Jenis irama lagu yang merupakan pengembangan dari lagu purba, kata dia, diantaranya, Lagung Bowong Buas, Lagung Balang, Lagung Sahola. Dikatakannya, setiap jenis lagu memiliki latar belakang penciptaan yang berbeda. Yang unik dari irama musik lide yaitu, irama yang sudah diturunkan secara turun-temurun tanpa perubahan secara signifikan. Perbedaan musik lide hanya terdapat pada tempat di mana musik itu dikembangkan. Irama lagu musik lide di daerah sekitar pulau Mahumu sebagaimisal, hanya menggunakan 3 irama lagu, sementara di daerah lain menggunakan 4 irama.

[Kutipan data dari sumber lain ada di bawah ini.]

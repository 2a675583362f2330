use rayon::{ThreadPool, ThreadPoolBuildError, ThreadPoolBuilder};
use std::sync::Arc;

/// When executors check the graph before building their plan.
#[derive(Debug, Default, Clone, Copy, PartialEq, Eq)]
pub enum Validation {
    /// Validate in builds with debug assertions only.
    #[default]
    DebugOnly,
    /// Always validate.
    Always,
    /// Never validate. A malformed graph then silently skips the nodes that
    /// can never become ready.
    Never,
}

impl Validation {
    pub(crate) fn enabled(self) -> bool {
        match self {
            Self::DebugOnly => cfg!(debug_assertions),
            Self::Always => true,
            Self::Never => false,
        }
    }
}

/// Options shared by every executor backend.
///
/// ```
/// use workgraph::config::{ExecConfig, Validation};
///
/// let config = ExecConfig::default()
///     .with_validation(Validation::Always)
///     .with_num_threads(2);
/// assert_eq!(config.num_threads(), Some(2));
/// ```
#[must_use]
#[derive(Debug, Default, Clone)]
pub struct ExecConfig {
    validation: Validation,
    num_threads: Option<usize>,
}

impl ExecConfig {
    /// Set the validation mode.
    pub fn with_validation(mut self, validation: Validation) -> Self {
        self.validation = validation;
        self
    }

    /// Run the task backends on a dedicated pool of `num_threads` threads
    /// instead of the global rayon pool.
    pub fn with_num_threads(mut self, num_threads: usize) -> Self {
        self.num_threads = Some(num_threads);
        self
    }

    /// The validation mode.
    #[must_use]
    pub fn validation(&self) -> Validation {
        self.validation
    }

    /// Size of the dedicated pool, if any.
    #[must_use]
    pub fn num_threads(&self) -> Option<usize> {
        self.num_threads
    }

    /// Build the dedicated pool, or `None` to use the global one.
    ///
    /// # Errors
    /// If rayon fails to spawn the pool.
    pub fn build_pool(&self) -> Result<Option<Arc<ThreadPool>>, ThreadPoolBuildError> {
        self.num_threads
            .map(|num_threads| {
                ThreadPoolBuilder::new()
                    .num_threads(num_threads)
                    .thread_name(|idx| format!("workgraph-{idx}"))
                    .build()
                    .map(Arc::new)
            })
            .transpose()
    }
}
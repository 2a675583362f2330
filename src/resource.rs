mod stream;

pub use crate::resource::stream::{Stream, StreamEvent};
use std::sync::Arc;

/// A completion marker for work issued on some [`Resource`].
pub trait Event: Send + Sync {
    /// Block until the work behind this event has completed.
    fn wait(&self);
    /// Non-blocking completion check.
    fn is_complete(&self) -> bool;
}

/// An execution context that work can be issued to and synchronized with.
///
/// There is no process-wide default instance: callers construct the
/// resource they want and pass it to [`DagExec::exec`](crate::executor::DagExec::exec)
/// explicitly.
pub trait Resource: Send + Sync {
    /// Event type produced by this resource.
    type Event: Event;

    /// Block until all previously issued work on this resource completes.
    fn wait(&self);

    /// Block until `event`, possibly produced by another resource, completes.
    fn wait_for<E: Event + ?Sized>(&self, event: &E);

    /// Event marking everything issued on this resource so far.
    fn get_event(&self) -> Self::Event;
}

/// The calling host thread.
///
/// Work executed "on the host" has completed by the time the call that ran
/// it returns, so every host event is already complete.
#[derive(Debug, Default, Clone, Copy, PartialEq, Eq)]
pub struct Host;

/// Event of the [`Host`] resource. Always complete.
#[derive(Debug, Default, Clone, Copy, PartialEq, Eq)]
pub struct HostEvent;

impl Event for HostEvent {
    fn wait(&self) {}

    fn is_complete(&self) -> bool {
        true
    }
}

impl Resource for Host {
    type Event = HostEvent;

    fn wait(&self) {}

    fn wait_for<E: Event + ?Sized>(&self, event: &E) {
        event.wait();
    }

    fn get_event(&self) -> HostEvent {
        HostEvent
    }
}

impl<R: Resource> Resource for Arc<R> {
    type Event = R::Event;

    fn wait(&self) {
        (**self).wait();
    }

    fn wait_for<E: Event + ?Sized>(&self, event: &E) {
        (**self).wait_for(event);
    }

    fn get_event(&self) -> R::Event {
        (**self).get_event()
    }
}
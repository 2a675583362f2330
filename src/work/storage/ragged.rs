use crate::work::{
    alloc::{Global, StorageError, WorkAllocator},
    storage::{Block, WorkStorage, checked_add, checked_mul},
    vtable::{self, Job, JobRef},
};
use core::{fmt, marker::PhantomData, ptr::NonNull};
use tracing::debug;

/// All records packed back to back in one buffer, each at its own offset.
///
/// Compact: a record takes exactly its own (rounded) size. When the buffer is
/// full it is reallocated with at least twice the capacity and every record
/// is relocated to the same offset in the new buffer.
pub struct RaggedArrayOfObjects<A: 'static, Al: WorkAllocator = Global> {
    offsets: Vec<usize>,
    block: Block,
    used: usize,
    allocator: Al,
    _marker: PhantomData<fn(A)>,
}

// SAFETY: every stored job is `Send + Sync` (see `Job`), and the storage
// exclusively owns its buffer.
unsafe impl<A: 'static, Al: WorkAllocator + Send> Send for RaggedArrayOfObjects<A, Al> {}
unsafe impl<A: 'static, Al: WorkAllocator + Sync> Sync for RaggedArrayOfObjects<A, Al> {}

impl<A: 'static> RaggedArrayOfObjects<A> {
    /// Empty storage on the global allocator.
    #[must_use]
    pub fn new() -> Self {
        Self::new_in(Global)
    }
}

impl<A: 'static> Default for RaggedArrayOfObjects<A> {
    fn default() -> Self {
        Self::new()
    }
}

impl<A: 'static, Al: WorkAllocator> RaggedArrayOfObjects<A, Al> {
    /// Bytes the current buffer can hold.
    #[must_use]
    pub fn capacity_bytes(&self) -> usize {
        self.block.bytes
    }

    fn array_reserve(&mut self, storage_bytes: usize) -> Result<(), StorageError> {
        if storage_bytes <= self.block.bytes {
            return Ok(());
        }
        let new_block = Block::allocate(&self.allocator, storage_bytes)?;
        debug!(
            from = self.block.bytes,
            to = storage_bytes,
            jobs = self.offsets.len(),
            "growing ragged work storage"
        );
        for &offset in &self.offsets {
            // SAFETY: every offset addresses a live record in the old block;
            // the same offset is in bounds of the bigger new block.
            unsafe { vtable::relocate::<A>(new_block.at(offset), self.block.at(offset)) };
        }
        // SAFETY: all records were relocated out of the old block.
        unsafe { self.block.release(&self.allocator) };
        self.block = new_block;
        Ok(())
    }

    fn destroy_all(&mut self) {
        while let Some(offset) = self.offsets.pop() {
            // SAFETY: `offset` addresses a live record that was just forgotten.
            unsafe { vtable::destroy_record::<A>(self.block.at(offset)) };
        }
        self.used = 0;
        // SAFETY: no live records remain.
        unsafe { self.block.release(&self.allocator) };
    }
}

impl<A: 'static, Al: WorkAllocator + Send + Sync> WorkStorage<A> for RaggedArrayOfObjects<A, Al> {
    type Allocator = Al;

    fn new_in(allocator: Al) -> Self {
        Self {
            offsets: Vec::new(),
            block: Block::EMPTY,
            used: 0,
            allocator,
            _marker: PhantomData,
        }
    }

    fn allocator(&self) -> &Al {
        &self.allocator
    }

    fn reserve(&mut self, num_jobs: usize, storage_bytes: usize) -> Result<(), StorageError> {
        let additional = num_jobs.saturating_sub(self.offsets.len());
        self.offsets.try_reserve(additional)?;
        self.array_reserve(vtable::round_up(storage_bytes))
    }

    fn emplace<T: Job<A>>(&mut self, job: T) -> Result<(), StorageError> {
        let size = vtable::record_size_of::<T, A>();
        let end = checked_add(self.used, size)?;
        self.offsets.try_reserve(1)?;
        if end > self.block.bytes {
            let doubled = checked_mul(self.block.bytes, 2)?;
            self.array_reserve(end.max(doubled))?;
        }
        let offset = self.used;
        // SAFETY: `offset` is `MAX_ALIGN`-aligned (all record sizes are
        // multiples of it) and `offset + size` fits in the block.
        unsafe { vtable::construct::<T, A>(self.block.at(offset), job) };
        self.offsets.push(offset);
        self.used = end;
        Ok(())
    }

    fn len(&self) -> usize {
        self.offsets.len()
    }

    fn storage_bytes(&self) -> usize {
        self.used
    }

    fn get(&self, index: usize) -> Option<JobRef<'_, A>> {
        let &offset = self.offsets.get(index)?;
        // SAFETY: the offset addresses a live record that stays untouched while
        // `self` is borrowed.
        Some(unsafe { JobRef::new(NonNull::new_unchecked(self.block.at(offset))) })
    }

    fn clear(&mut self) {
        self.destroy_all();
        self.offsets = Vec::new();
    }
}

impl<A: 'static, Al: WorkAllocator> Drop for RaggedArrayOfObjects<A, Al> {
    fn drop(&mut self) {
        self.destroy_all();
    }
}

impl<A: 'static, Al: WorkAllocator> fmt::Debug for RaggedArrayOfObjects<A, Al> {
    fn fmt(&self, f: &mut fmt::Formatter<'_>) -> fmt::Result {
        f.debug_struct("RaggedArrayOfObjects")
            .field("len", &self.offsets.len())
            .field("storage_bytes", &self.used)
            .field("capacity_bytes", &self.block.bytes)
            .finish_non_exhaustive()
    }
}
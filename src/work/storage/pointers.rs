use crate::work::{
    alloc::{Global, StorageError, WorkAllocator},
    storage::{WorkStorage, checked_add},
    vtable::{self, Job, JobRef},
};
use core::{fmt, marker::PhantomData, ptr::NonNull};

/// Every job in its own allocation; the storage keeps a list of pointers.
///
/// Growing only grows the pointer list, records never move once built. Cheap
/// to grow, poor locality when running.
pub struct ArrayOfPointers<A: 'static, Al: WorkAllocator = Global> {
    records: Vec<NonNull<u8>>,
    storage_bytes: usize,
    allocator: Al,
    _marker: PhantomData<fn(A)>,
}

// SAFETY: every stored job is `Send + Sync` (see `Job`), and the storage
// exclusively owns its records.
unsafe impl<A: 'static, Al: WorkAllocator + Send> Send for ArrayOfPointers<A, Al> {}
unsafe impl<A: 'static, Al: WorkAllocator + Sync> Sync for ArrayOfPointers<A, Al> {}

impl<A: 'static> ArrayOfPointers<A> {
    /// Empty storage on the global allocator.
    #[must_use]
    pub fn new() -> Self {
        Self::new_in(Global)
    }
}

impl<A: 'static> Default for ArrayOfPointers<A> {
    fn default() -> Self {
        Self::new()
    }
}

impl<A: 'static, Al: WorkAllocator + Send + Sync> WorkStorage<A> for ArrayOfPointers<A, Al> {
    type Allocator = Al;

    fn new_in(allocator: Al) -> Self {
        Self {
            records: Vec::new(),
            storage_bytes: 0,
            allocator,
            _marker: PhantomData,
        }
    }

    fn allocator(&self) -> &Al {
        &self.allocator
    }

    fn reserve(&mut self, num_jobs: usize, _storage_bytes: usize) -> Result<(), StorageError> {
        let additional = num_jobs.saturating_sub(self.records.len());
        self.records.try_reserve(additional)?;
        Ok(())
    }

    fn emplace<T: Job<A>>(&mut self, job: T) -> Result<(), StorageError> {
        let size = vtable::record_size_of::<T, A>();
        let storage_bytes = checked_add(self.storage_bytes, size)?;
        self.records.try_reserve(1)?;
        let ptr = self.allocator.allocate(size)?;
        // SAFETY: `ptr` is a fresh `MAX_ALIGN`-aligned block of `size` bytes.
        unsafe { vtable::construct::<T, A>(ptr.as_ptr(), job) };
        self.records.push(ptr);
        self.storage_bytes = storage_bytes;
        Ok(())
    }

    fn len(&self) -> usize {
        self.records.len()
    }

    fn storage_bytes(&self) -> usize {
        self.storage_bytes
    }

    fn get(&self, index: usize) -> Option<JobRef<'_, A>> {
        let &ptr = self.records.get(index)?;
        // SAFETY: the record stays alive and untouched while `self` is borrowed.
        Some(unsafe { JobRef::new(ptr) })
    }

    fn clear(&mut self) {
        self.destroy_all();
        self.records = Vec::new();
        self.storage_bytes = 0;
    }
}

impl<A: 'static, Al: WorkAllocator> ArrayOfPointers<A, Al> {
    fn destroy_all(&mut self) {
        while let Some(ptr) = self.records.pop() {
            // SAFETY: the record was built by `emplace` and was just removed
            // from the list, so nothing references it anymore.
            unsafe {
                let size = vtable::record_size_at::<A>(ptr.as_ptr());
                vtable::destroy_record::<A>(ptr.as_ptr());
                self.allocator.deallocate(ptr, size);
            }
        }
    }
}

impl<A: 'static, Al: WorkAllocator> Drop for ArrayOfPointers<A, Al> {
    fn drop(&mut self) {
        self.destroy_all();
    }
}

impl<A: 'static, Al: WorkAllocator> fmt::Debug for ArrayOfPointers<A, Al> {
    fn fmt(&self, f: &mut fmt::Formatter<'_>) -> fmt::Result {
        f.debug_struct("ArrayOfPointers")
            .field("len", &self.records.len())
            .field("storage_bytes", &self.storage_bytes)
            .finish_non_exhaustive()
    }
}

Musik lide merupakan paduan dari beberapa jenis alat musik yang dimainkan secara bersamaan menjadi sebuah ansambel. Pada perkembangan salanjutnya musik lide mulai dipadukan dengan gong atau dalam bahasa Sangihe disebut Nanaungang. Kegunaan gong adalah pengendali tempo lagu.
Dari keempat jenis lagu yang ada, pada dasarnya mempunyai nuansa kepedihan. Lagu lide merupakan lagu inti atau lagu pembuka yang dapat menyertai penyembahan agar cepat sampai kepada sang penguasa alam dalam bentuk permohonan.
Lagu Elehu Ake, mengetengahkan tentang bentuk permintaan dan permohonan seperti air yang mengalir. Lagu Sangi U Wuala (Tangisan Buaya) berkisah tentang ancaman terhadap kehidupan manusia yang digambarkan sebagai rupa Buaya. Masa lalu orang-orang Sangihe meyakini adanya Upung (leluhur) Manusia dan Upung (leluhur) Buaya. Upung buaya berjalan dengan dua kaki menggunakan ikat kepala merah. Upung buaya ini disebutkan memiliki kekuatan yang sangat sakti sehingga apa yang dia minta harus diberikan. Jika permintaannya tidak dipenuhi maka akan ada korban yang ditelan.
Lagu Laogho u Lendu , berkisah tentang kematian kerabat terdekat. Lagu lendu diambil dari nama salah satu jenis burung yang hidup di Sangihe. Burung ini adalah satu-satunya burung dalam kehidupan budaya Sangihe dianggap sebagai perpanjangan tugas penguasa alam untuk mengabarkan kematian. Selain Lendu ada juga Kaliyaow, burung yang memberi tanda kehadiran kerabat dekat dari tempat jauh.
G. Makamea mengatakan dasar dari tari lide adalah tari tunggal yang ditarikan bersama. Dilihat dari unsur tari maka tarian ini dikelompokan sebagai tari komunal. Tari komunal adalah suatu peristiwa pertunjukan tari yang melibatkan masyarakat besar. Tari komunal mengandung prinsip semangat kebersamaan, rasa persaudaraan atau solidaritas terhadap kepentingan bersama.
Setelah masuknya agama Islam dan agama Kristen di Nusa Utara maka pengorbanan manusia dalam ritual Sundeng diganti dengan binantang berupa babi. Seekor babi dengan persyaratan yaitu babi tambun besar berwarna hitam keseluruhan dari unjung kepala sampai ujung kuku. Pengorbanan binantang kemudian diganti lagi dengan sajen berupa ketupat jenis bebatung kambing, salah satu jenis ketupat dari 16 jenis ketupat Sangihe. Ketupat kemudian diganti lagi dengan nasi kuning yang disajikan di atas piring besar yang disebut dulang.